# Problem requirements
Each line of the data below that holds the word "cancelled" is to be reported in full.

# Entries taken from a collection
--- START ---

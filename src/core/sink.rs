//! # Byte Sink
//!
//! Append-only primitive writer, the write-side counterpart of
//! [`ByteCursor`](crate::core::ByteCursor).
//!
//! The sink writes into any growable `bytes::BufMut` (`BytesMut` by default,
//! `Vec<u8>` also works). Multi-byte values are big-endian. Size prefixes are
//! signed so that `-1` can mark a blob without a value; list counts are
//! unsigned.

use bytes::{BufMut, Bytes, BytesMut};

use crate::core::profile::LengthField;
use crate::error::{ProtocolError, Result};

/// Primitive writer honouring the configured length-field width.
#[derive(Debug)]
pub struct ByteSink<B = BytesMut> {
    buf: B,
    length_field: LengthField,
    written: usize,
}

impl ByteSink<BytesMut> {
    pub fn new(length_field: LengthField) -> Self {
        Self::with_buffer(BytesMut::new(), length_field)
    }

    pub fn with_capacity(capacity: usize, length_field: LengthField) -> Self {
        Self::with_buffer(BytesMut::with_capacity(capacity), length_field)
    }

    /// Hand the accumulated bytes over without copying.
    pub fn freeze(self) -> Bytes {
        self.buf.freeze()
    }

    pub fn as_slice(&self) -> &[u8] {
        &self.buf
    }
}

impl<B: BufMut> ByteSink<B> {
    pub fn with_buffer(buf: B, length_field: LengthField) -> Self {
        Self {
            buf,
            length_field,
            written: 0,
        }
    }

    pub fn length_field(&self) -> LengthField {
        self.length_field
    }

    /// Bytes written through this sink.
    pub fn len(&self) -> usize {
        self.written
    }

    pub fn is_empty(&self) -> bool {
        self.written == 0
    }

    pub fn into_inner(self) -> B {
        self.buf
    }

    pub fn put_raw(&mut self, bytes: &[u8]) {
        self.buf.put_slice(bytes);
        self.written += bytes.len();
    }

    pub fn put_bool(&mut self, value: bool) {
        self.put_u8(u8::from(value));
    }

    pub fn put_u8(&mut self, value: u8) {
        self.buf.put_u8(value);
        self.written += 1;
    }

    pub fn put_i8(&mut self, value: i8) {
        self.buf.put_i8(value);
        self.written += 1;
    }

    pub fn put_i16(&mut self, value: i16) {
        self.buf.put_i16(value);
        self.written += 2;
    }

    pub fn put_u16(&mut self, value: u16) {
        self.buf.put_u16(value);
        self.written += 2;
    }

    pub fn put_i32(&mut self, value: i32) {
        self.buf.put_i32(value);
        self.written += 4;
    }

    pub fn put_u32(&mut self, value: u32) {
        self.buf.put_u32(value);
        self.written += 4;
    }

    pub fn put_i64(&mut self, value: i64) {
        self.buf.put_i64(value);
        self.written += 8;
    }

    pub fn put_u64(&mut self, value: u64) {
        self.buf.put_u64(value);
        self.written += 8;
    }

    pub fn put_f32(&mut self, value: f32) {
        self.buf.put_f32(value);
        self.written += 4;
    }

    pub fn put_f64(&mut self, value: f64) {
        self.buf.put_f64(value);
        self.written += 8;
    }

    /// Signed size prefix in the configured width.
    pub fn put_size(&mut self, len: usize) -> Result<()> {
        let max = self.length_field.max_size();
        if len > max {
            return Err(ProtocolError::OversizedField { len, max });
        }
        match self.length_field {
            LengthField::Short => self.put_i16(len as i16),
            LengthField::Long => self.put_i32(len as i32),
        }
        Ok(())
    }

    /// The `-1` size prefix standing in for a blob with no value.
    pub fn put_null_size(&mut self) {
        match self.length_field {
            LengthField::Short => self.put_i16(-1),
            LengthField::Long => self.put_i32(-1),
        }
    }

    /// Unsigned list count in the configured width.
    pub fn put_count(&mut self, count: usize) -> Result<()> {
        let max = self.length_field.max_count();
        if count > max {
            return Err(ProtocolError::OversizedField { len: count, max });
        }
        match self.length_field {
            LengthField::Short => self.put_u16(count as u16),
            LengthField::Long => self.put_u32(count as u32),
        }
        Ok(())
    }

    /// Size prefix followed by the bytes, or the null sentinel for `None`.
    pub fn put_sized_bytes(&mut self, bytes: Option<&[u8]>) -> Result<()> {
        match bytes {
            Some(bytes) => {
                self.put_size(bytes.len())?;
                self.put_raw(bytes);
            }
            None => self.put_null_size(),
        }
        Ok(())
    }

    pub fn put_string(&mut self, value: &str) -> Result<()> {
        self.put_sized_bytes(Some(value.as_bytes()))
    }
}

#[cfg(test)]
mod tests {
    #![allow(clippy::unwrap_used)]

    use super::*;

    #[test]
    fn test_primitive_layout() {
        let mut sink = ByteSink::new(LengthField::Long);
        sink.put_bool(true);
        sink.put_i16(-2);
        sink.put_u32(0x0102_0304);

        assert_eq!(sink.len(), 7);
        assert_eq!(sink.as_slice(), &[0x01, 0xFF, 0xFE, 0x01, 0x02, 0x03, 0x04]);
    }

    #[test]
    fn test_string_prefix_width() {
        let mut short = ByteSink::new(LengthField::Short);
        short.put_string("ab").unwrap();
        assert_eq!(short.as_slice(), &[0x00, 0x02, b'a', b'b']);

        let mut long = ByteSink::new(LengthField::Long);
        long.put_string("ab").unwrap();
        assert_eq!(long.as_slice(), &[0x00, 0x00, 0x00, 0x02, b'a', b'b']);
    }

    #[test]
    fn test_null_sized_bytes_sentinel() {
        let mut short = ByteSink::new(LengthField::Short);
        short.put_sized_bytes(None).unwrap();
        assert_eq!(short.as_slice(), &[0xFF, 0xFF]);

        let mut long = ByteSink::new(LengthField::Long);
        long.put_sized_bytes(None).unwrap();
        assert_eq!(long.as_slice(), &[0xFF, 0xFF, 0xFF, 0xFF]);
    }

    #[test]
    fn test_oversized_field_rejected_under_short_width() {
        let mut sink = ByteSink::new(LengthField::Short);
        let big = vec![0u8; i16::MAX as usize + 1];
        let err = sink.put_sized_bytes(Some(&big)).unwrap_err();
        assert!(matches!(
            err,
            ProtocolError::OversizedField { len: 32_768, max: 32_767 }
        ));
        assert!(sink.is_empty());
    }

    #[test]
    fn test_count_is_unsigned() {
        let mut sink = ByteSink::new(LengthField::Short);
        sink.put_count(u16::MAX as usize).unwrap();
        assert_eq!(sink.as_slice(), &[0xFF, 0xFF]);
        assert!(sink.put_count(u16::MAX as usize + 1).is_err());
    }

    #[test]
    fn test_vec_backed_sink() {
        let mut sink = ByteSink::with_buffer(Vec::new(), LengthField::Long);
        sink.put_u64(1);
        assert_eq!(sink.into_inner(), vec![0, 0, 0, 0, 0, 0, 0, 1]);
    }
}
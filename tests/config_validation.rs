//! Integration tests for configuration validation

#![allow(clippy::expect_used)]

use mal_transport::config::{
    CodecConfig, FramingConfig, LoggingConfig, ServerConfig, TransportConfig, MAX_PACKET_SIZE,
};
use mal_transport::core::LengthField;
use std::time::Duration;
use tracing::Level;

#[test]
fn test_default_config_validates() {
    let config = TransportConfig::default();
    let errors = config.validate();
    assert!(
        errors.is_empty(),
        "Default config should be valid, but got errors: {:?}",
        errors
    );
}

#[test]
fn test_invalid_server_address() {
    let mut config = TransportConfig::default();
    config.server.address = "invalid_address".to_string();

    let errors = config.validate();
    assert!(errors.iter().any(|e| e.contains("Invalid server address")));
}

#[test]
fn test_empty_server_address() {
    let mut config = TransportConfig::default();
    config.server.address = String::new();

    let errors = config.validate();
    assert!(errors.iter().any(|e| e.contains("cannot be empty")));
}

#[test]
fn test_zero_backpressure_limit() {
    let config = ServerConfig {
        backpressure_limit: 0,
        ..ServerConfig::default()
    };
    let errors = config.validate();
    assert!(errors.iter().any(|e| e.contains("Backpressure limit")));
}

#[test]
fn test_zero_dispatch_workers() {
    let config = ServerConfig {
        dispatch_workers: 0,
        ..ServerConfig::default()
    };
    let errors = config.validate();
    assert!(errors.iter().any(|e| e.contains("Dispatch workers")));
}

#[test]
fn test_shutdown_timeout_bounds() {
    let short = ServerConfig {
        shutdown_timeout: Duration::from_millis(200),
        ..ServerConfig::default()
    };
    assert!(short.validate().iter().any(|e| e.contains("too short")));

    let long = ServerConfig {
        shutdown_timeout: Duration::from_secs(120),
        ..ServerConfig::default()
    };
    assert!(long.validate().iter().any(|e| e.contains("too long")));
}

#[test]
fn test_max_packet_size_bounds() {
    let zero = FramingConfig { max_packet_size: 0 };
    assert!(!zero.validate().is_empty());

    let huge = FramingConfig {
        max_packet_size: 200 * 1024 * 1024,
    };
    assert!(huge.validate().iter().any(|e| e.contains("too large")));

    assert!(FramingConfig::default().validate().is_empty());
}

#[test]
fn test_empty_app_name() {
    let config = LoggingConfig {
        app_name: String::new(),
        ..LoggingConfig::default()
    };
    assert!(config.validate().iter().any(|e| e.contains("cannot be empty")));
}

#[test]
fn test_validate_strict_joins_errors() {
    let config = TransportConfig::default_with_overrides(|c| {
        c.server.address = String::new();
        c.server.dispatch_workers = 0;
    });
    let err = config.validate_strict().expect_err("should fail");
    let message = err.to_string();
    assert!(message.contains("Configuration validation failed"));
    assert!(message.contains("Dispatch workers"));
}

#[test]
fn test_toml_roundtrip() {
    let config = TransportConfig::default_with_overrides(|c| {
        c.server.address = "0.0.0.0:7000".to_string();
        c.server.shutdown_timeout = Duration::from_secs(3);
        c.codec = CodecConfig {
            short_length_field: true,
        };
        c.logging.log_level = Level::DEBUG;
    });

    let text = toml::to_string_pretty(&config).expect("serialize");
    let parsed = TransportConfig::from_toml(&text).expect("parse");

    assert_eq!(parsed.server.address, "0.0.0.0:7000");
    assert_eq!(parsed.server.shutdown_timeout, Duration::from_secs(3));
    assert!(parsed.codec.short_length_field);
    assert_eq!(parsed.logging.log_level, Level::DEBUG);
    assert_eq!(parsed.wire_profile().length_field, LengthField::Short);
}

#[test]
fn test_example_config_parses() {
    let example = TransportConfig::example_config();
    let parsed = TransportConfig::from_toml(&example).expect("example config should parse");
    assert_eq!(parsed.framing.max_packet_size, MAX_PACKET_SIZE);
}

#[test]
fn test_invalid_log_level_rejected() {
    let text = "[logging]\napp_name = \"x\"\nlog_level = \"loud\"\njson_format = false\n";
    assert!(TransportConfig::from_toml(text).is_err());
}

#[test]
fn test_save_and_load_file() {
    let path = std::env::temp_dir().join(format!("mal-transport-{}.toml", std::process::id()));
    let config = TransportConfig::default_with_overrides(|c| c.server.dispatch_workers = 9);

    config.save_to_file(&path).expect("save");
    let loaded = TransportConfig::from_file(&path).expect("load");
    std::fs::remove_file(&path).ok();

    assert_eq!(loaded.server.dispatch_workers, 9);
}
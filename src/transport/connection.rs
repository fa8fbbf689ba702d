//! Shared handle for one accepted stream.
//!
//! The receiver task owns the read half exclusively. Everything else a
//! connection carries lives here, behind an `Arc`, so the dispatch path can
//! publish the peer's URI and send replies while the receiver is reading.

use std::fmt;
use std::net::SocketAddr;
use std::sync::atomic::{AtomicU8, Ordering};
use std::sync::{Arc, OnceLock};

use bytes::Bytes;
use futures::SinkExt;
use tokio::io::{AsyncWrite, AsyncWriteExt};
use tokio::sync::Mutex;
use tokio_util::codec::FramedWrite;
use tokio_util::sync::{CancellationToken, WaitForCancellationFuture};
use tracing::{debug, trace};

use crate::core::{Packet, PacketCodec};
use crate::error::{ProtocolError, Result};

pub type ConnectionHandle = Arc<Connection>;

type BoxedWriter = Box<dyn AsyncWrite + Send + Unpin>;

/// Lifecycle of a connection. Transitions only move forward.
#[derive(Debug, Clone, Copy, PartialEq, Eq)]
#[repr(u8)]
pub enum ConnectionState {
    Open = 0,
    Closing = 1,
    Closed = 2,
}

impl ConnectionState {
    fn from_u8(value: u8) -> Self {
        match value {
            0 => ConnectionState::Open,
            1 => ConnectionState::Closing,
            _ => ConnectionState::Closed,
        }
    }
}

pub struct Connection {
    id: u64,
    peer_addr: SocketAddr,
    remote_uri: OnceLock<String>,
    state: AtomicU8,
    writer: Mutex<Option<FramedWrite<BoxedWriter, PacketCodec>>>,
    cancel: CancellationToken,
}

impl Connection {
    pub fn new<W>(
        id: u64,
        peer_addr: SocketAddr,
        writer: W,
        codec: PacketCodec,
        cancel: CancellationToken,
    ) -> Self
    where
        W: AsyncWrite + Send + Unpin + 'static,
    {
        let writer: BoxedWriter = Box::new(writer);
        Self {
            id,
            peer_addr,
            remote_uri: OnceLock::new(),
            state: AtomicU8::new(ConnectionState::Open as u8),
            writer: Mutex::new(Some(FramedWrite::new(writer, codec))),
            cancel,
        }
    }

    pub fn id(&self) -> u64 {
        self.id
    }

    pub fn peer_addr(&self) -> SocketAddr {
        self.peer_addr
    }

    /// Publish the peer's URI once it has been learned from a message.
    ///
    /// Returns `false` if a URI was already published; the first one wins.
    pub fn set_remote_uri(&self, uri: impl Into<String>) -> bool {
        let published = self.remote_uri.set(uri.into()).is_ok();
        if published {
            trace!(connection = self.id, "Remote URI published");
        }
        published
    }

    pub fn remote_uri(&self) -> Option<&str> {
        self.remote_uri.get().map(String::as_str)
    }

    pub fn state(&self) -> ConnectionState {
        ConnectionState::from_u8(self.state.load(Ordering::Acquire))
    }

    pub fn is_open(&self) -> bool {
        self.state() == ConnectionState::Open
    }

    /// Wrap `payload` in a packet and write it to the peer.
    pub async fn send(&self, payload: impl Into<Bytes>) -> Result<()> {
        self.send_packet(Packet::new(payload)).await
    }

    pub async fn send_packet(&self, packet: Packet) -> Result<()> {
        if !self.is_open() {
            return Err(ProtocolError::ConnectionClosed);
        }
        let mut writer = self.writer.lock().await;
        match writer.as_mut() {
            Some(framed) => framed.send(packet).await,
            None => Err(ProtocolError::ConnectionClosed),
        }
    }

    /// Close the connection locally.
    ///
    /// Cancels the receiver's pending read and shuts the write half down.
    /// Calling it again is a no-op.
    pub async fn close(&self) {
        let previous = self.state.compare_exchange(
            ConnectionState::Open as u8,
            ConnectionState::Closing as u8,
            Ordering::AcqRel,
            Ordering::Acquire,
        );
        if previous.is_err() {
            return;
        }

        debug!(connection = self.id, peer = %self.peer_addr, "Closing connection");
        self.cancel.cancel();

        if let Some(mut framed) = self.writer.lock().await.take() {
            if let Err(e) = framed.get_mut().shutdown().await {
                trace!(connection = self.id, error = %e, "Write half shutdown failed");
            }
        }
    }

    /// Resolves once the connection has been closed or its server shut down.
    pub fn cancelled(&self) -> WaitForCancellationFuture<'_> {
        self.cancel.cancelled()
    }

    pub(crate) fn mark_closed(&self) {
        self.state
            .store(ConnectionState::Closed as u8, Ordering::Release);
    }
}

impl fmt::Debug for Connection {
    fn fmt(&self, f: &mut fmt::Formatter<'_>) -> fmt::Result {
        f.debug_struct("Connection")
            .field("id", &self.id)
            .field("peer_addr", &self.peer_addr)
            .field("remote_uri", &self.remote_uri())
            .field("state", &self.state())
            .finish()
    }
}

#[cfg(test)]
mod tests {
    #![allow(clippy::unwrap_used)]

    use super::*;
    use futures::StreamExt;
    use tokio_util::codec::FramedRead;

    fn connection(writer: tokio::io::DuplexStream) -> Connection {
        Connection::new(
            7,
            "127.0.0.1:4000".parse().unwrap(),
            writer,
            PacketCodec::default(),
            CancellationToken::new(),
        )
    }

    #[test]
    fn test_remote_uri_published_once() {
        let (_peer, local) = tokio::io::duplex(64);
        let conn = connection(local);
        assert_eq!(conn.remote_uri(), None);
        assert!(conn.set_remote_uri("malspp:42"));
        assert!(!conn.set_remote_uri("malspp:43"));
        assert_eq!(conn.remote_uri(), Some("malspp:42"));
    }

    #[tokio::test]
    async fn test_send_frames_payload() {
        let (peer, local) = tokio::io::duplex(64);
        let conn = connection(local);
        conn.send(vec![1u8, 2, 3]).await.unwrap();

        let mut frames = FramedRead::new(peer, PacketCodec::default());
        let packet = frames.next().await.unwrap().unwrap();
        assert_eq!(&packet.payload[..], &[1, 2, 3]);
    }

    #[tokio::test]
    async fn test_close_cancels_and_rejects_sends() {
        let (_peer, local) = tokio::io::duplex(64);
        let conn = connection(local);
        conn.close().await;

        assert_eq!(conn.state(), ConnectionState::Closing);
        conn.cancelled().await;
        assert!(matches!(
            conn.send(vec![0u8]).await,
            Err(ProtocolError::ConnectionClosed)
        ));

        conn.close().await;
        conn.mark_closed();
        assert_eq!(conn.state(), ConnectionState::Closed);
    }
}
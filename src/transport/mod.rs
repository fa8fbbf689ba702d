//! # Stream Transport
//!
//! Connection handling for MAL messages carried over stream sockets.
//!
//! ## Components
//! - **ConnectionAcceptor**: accept loop, one receiver task per connection
//! - **ConnectionReceiver**: reads packets off one connection
//! - **DispatchPool**: hands packets to the messaging layer off the read path
//! - **Server**: entry points with ctrl-c handling and graceful drain
//!
//! ## Failure isolation
//! A read failure ends only the receiver it happened on, an accept failure
//! is logged and skipped, and a failing packet handler affects only the
//! packet it was given.

use std::sync::Arc;

use crate::config::TransportConfig;
use crate::utils::metrics::Metrics;

pub mod acceptor;
pub mod connection;
pub mod dispatch;
pub mod receiver;
pub mod server;

pub use acceptor::{ConnectionAcceptor, Listener};
pub use connection::{Connection, ConnectionHandle, ConnectionState};
pub use dispatch::{DispatchPool, IncomingPacket, PacketHandler};
pub use receiver::{ConnectionReceiver, ReceiverExit, ReceiverState};

/// Notifications from the transport to the messaging layer.
pub trait TransportEvents: Send + Sync + 'static {
    /// The connection to `peer_uri` failed while reading.
    fn communication_error(&self, peer_uri: &str);
}

impl<F> TransportEvents for F
where
    F: Fn(&str) + Send + Sync + 'static,
{
    fn communication_error(&self, peer_uri: &str) {
        self(peer_uri)
    }
}

/// State shared by the acceptor and every receiver of one server.
pub struct TransportContext {
    pub dispatch: DispatchPool,
    pub events: Arc<dyn TransportEvents>,
    pub metrics: Arc<Metrics>,
    pub max_packet_size: usize,
}

impl TransportContext {
    /// Build the context and spawn its dispatch workers.
    ///
    /// Must be called from within a Tokio runtime.
    pub fn new(
        config: &TransportConfig,
        handler: Arc<dyn PacketHandler>,
        events: Arc<dyn TransportEvents>,
    ) -> Self {
        let metrics = Arc::new(Metrics::new());
        let dispatch = DispatchPool::new(
            config.server.dispatch_workers,
            config.server.backpressure_limit,
            handler,
            metrics.clone(),
        );
        Self {
            dispatch,
            events,
            metrics,
            max_packet_size: config.framing.max_packet_size,
        }
    }
}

--- END ---

# Answer to the problem
    pub fn cancelled(&self) -> WaitForCancellationFuture<'_> {
        self.cancel.cancelled()
        conn.cancelled().await;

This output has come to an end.